Colar de diademas encontrado em Beiral de Lima

Sarcófago, S Martinho de Dume / Museu D Diogo de Sousa, uma das mais belas obra suevas que se conhecem, jóia do Núcleo de Dume.

Jarro litúrgico do período suevo, séc. VII, Museu de Oviedo.

Fíbulas suevas, Museu de Conímbriga.

Cunho litúrgico, Museu de Conímbriga, séc VI (período suevo) com a inscrição "Vivas in Aeternum"

Guarnição de freio em liga de cobre, séc. V, Museu de Conímbriga

Desta época não há documentos escritos, todas as referências em livro são posteriores. Um é a Crónica Albeldense de 976, que está no Escorial; contém uma narrativa dos reinados visigóticos, em latim evidentemente.


Há nele uma referência a S. Martinho de Dume (510 -579), o apóstolo dos Suevos; vindo de uma região germânica a norte da Dalmácia, passou por Itália e França, até chegar à Ibéria onde se dedicou à conversão dos arianistas ao cristianismo. Amigo do Rei Miro, tornou-se Bispo de Braga em 569.

Outro é o registo paroquial suevo, Parochiale Suevorum ou Suevicum escrito durante o reinado de Miro, talvez redigido no concílio de Lugo em 569. É um registo de todas as dioceses e paróquias do Reino, está no Arquivo Distrital de Braga.


Simpatizo com os Suevos.

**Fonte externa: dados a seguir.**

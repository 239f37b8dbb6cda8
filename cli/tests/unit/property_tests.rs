//! Property-based tests for drain detection and configuration bounds.
//!
//! Uses `proptest` to check invariants over random store contents.

#![allow(clippy::expect_used, clippy::unwrap_used)]

use proptest::prelude::*;

use gce_backend::domain::config::{MAX_PAGE_SIZE, ReconcilerConfig};
use gce_backend::domain::{
    awaits_drained_deletion, awaits_pending_deletion, drained_managers, is_drained,
};
use gce_backend_common::{
    Instance, InstanceGroupManager, InstanceTemplate, InstanceTemplateRevision, ManagerKey,
};

const REVISIONS: [&str; 3] = ["r1", "r2", "r3"];
const ZONES: [&str; 3] = ["za", "zb", "zc"];

fn manager(revision: usize, zone: usize) -> ManagerKey {
    ManagerKey::from_parts("base", REVISIONS[revision], ZONES[zone]).unwrap()
}

/// One template with three revisions and nine managers. `drained_revisions`
/// and `drained_managers` pick entries by index.
fn hierarchy(
    drained_revisions: &[usize],
    drained_zones: &[(usize, usize)],
) -> (
    InstanceTemplate,
    Vec<InstanceTemplateRevision>,
    Vec<InstanceGroupManager>,
) {
    let managers: Vec<InstanceGroupManager> = (0..REVISIONS.len())
        .flat_map(|r| (0..ZONES.len()).map(move |z| InstanceGroupManager::new(manager(r, z))))
        .collect();
    let mut template = InstanceTemplate::new(managers[0].key.parent().parent().clone());
    let mut revisions: Vec<InstanceTemplateRevision> = (0..REVISIONS.len())
        .map(|r| InstanceTemplateRevision::new(manager(r, 0).parent().clone(), "proj"))
        .collect();
    for &r in drained_revisions {
        template.drained.insert(revisions[r].key.clone());
    }
    for &(r, z) in drained_zones {
        revisions[r].drained.insert(manager(r, z));
    }
    (template, revisions, managers)
}

proptest! {
    /// The store-wide drained set agrees with the per-manager check.
    #[test]
    fn prop_drained_set_agrees_with_is_drained(
        drained_revisions in prop::collection::vec(0usize..3, 0..3),
        drained_zones in prop::collection::vec((0usize..3, 0usize..3), 0..5),
    ) {
        let (template, revisions, managers) = hierarchy(&drained_revisions, &drained_zones);
        let drained = drained_managers(std::slice::from_ref(&template), &revisions, &managers);
        for m in &managers {
            let revision = revisions.iter().find(|r| &r.key == m.key.parent()).unwrap();
            prop_assert_eq!(
                drained.contains(&m.key),
                is_drained(&m.key, revision, &template),
                "disagreement for {}", m.key
            );
        }
    }

    /// A drained revision drains every one of its managers.
    #[test]
    fn prop_drained_revision_covers_all_zones(revision in 0usize..3) {
        let (template, revisions, managers) = hierarchy(&[revision], &[]);
        let drained = drained_managers(&[template], &revisions, &managers);
        prop_assert_eq!(drained.len(), ZONES.len());
        prop_assert!(drained.iter().all(|m| m.parent() == manager(revision, 0).parent()));
    }

    /// Once a deletion time is recorded nothing schedules the instance again.
    #[test]
    fn prop_deleted_instance_is_never_eligible(pending in any::<bool>(), cataloged in any::<bool>()) {
        let key = manager(0, 0).instance("vm").unwrap();
        let mut instance = Instance::new(key, "https://x/instances/vm", manager(0, 0));
        instance.pending_deletion = pending;
        instance.cataloged = cataloged;
        instance.deletion_ts = Some(chrono::Utc::now());
        prop_assert!(!awaits_pending_deletion(&instance));
        prop_assert!(!awaits_drained_deletion(&instance));
    }

    /// Page sizes validate exactly in 1..=MAX_PAGE_SIZE.
    #[test]
    fn prop_page_size_bounds(page_size in 0u32..2000) {
        let mut config = ReconcilerConfig::default();
        config.discovery.page_size = page_size;
        let valid = (1..=MAX_PAGE_SIZE).contains(&page_size);
        prop_assert_eq!(config.validate().is_ok(), valid);
    }
}

#[test]
fn manager_under_foreign_revision_is_not_drained() {
    let (template, mut revisions, managers) = hierarchy(&[], &[]);
    // r1 lists a manager that belongs to r2.
    revisions[0].drained.insert(manager(1, 0));
    let drained = drained_managers(&[template], &revisions, &managers);
    assert!(drained.is_empty());
}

Primeiro, eram um povo de temperamento pacífico e convivial, respeitaram - dentro dos limites de uma época de selvajaria - usos, língua e crenças dos anfitriões, defenderam-se com bravura quando atacados; souberam quando chegou a hora de abandonar a sua identidade colectiva, apagaram-se por anseio de paz e respeito por quem os tinha recebido. É todo o contrário do nacionalismo, todo o contrário do espírito tribal. Espero que tenham sido felizes aqui. 

A seguir veio a invasão africana, a Gallaecia foi ocupada por tribos berberes muito mais belicosas, mas a semente do que viria a ser Portugal tinha sido lançada pelos Suevos. Demorou a germinar mais de quatro séculos, e se calhar mais valia ter estiolado. Não deu grande planta.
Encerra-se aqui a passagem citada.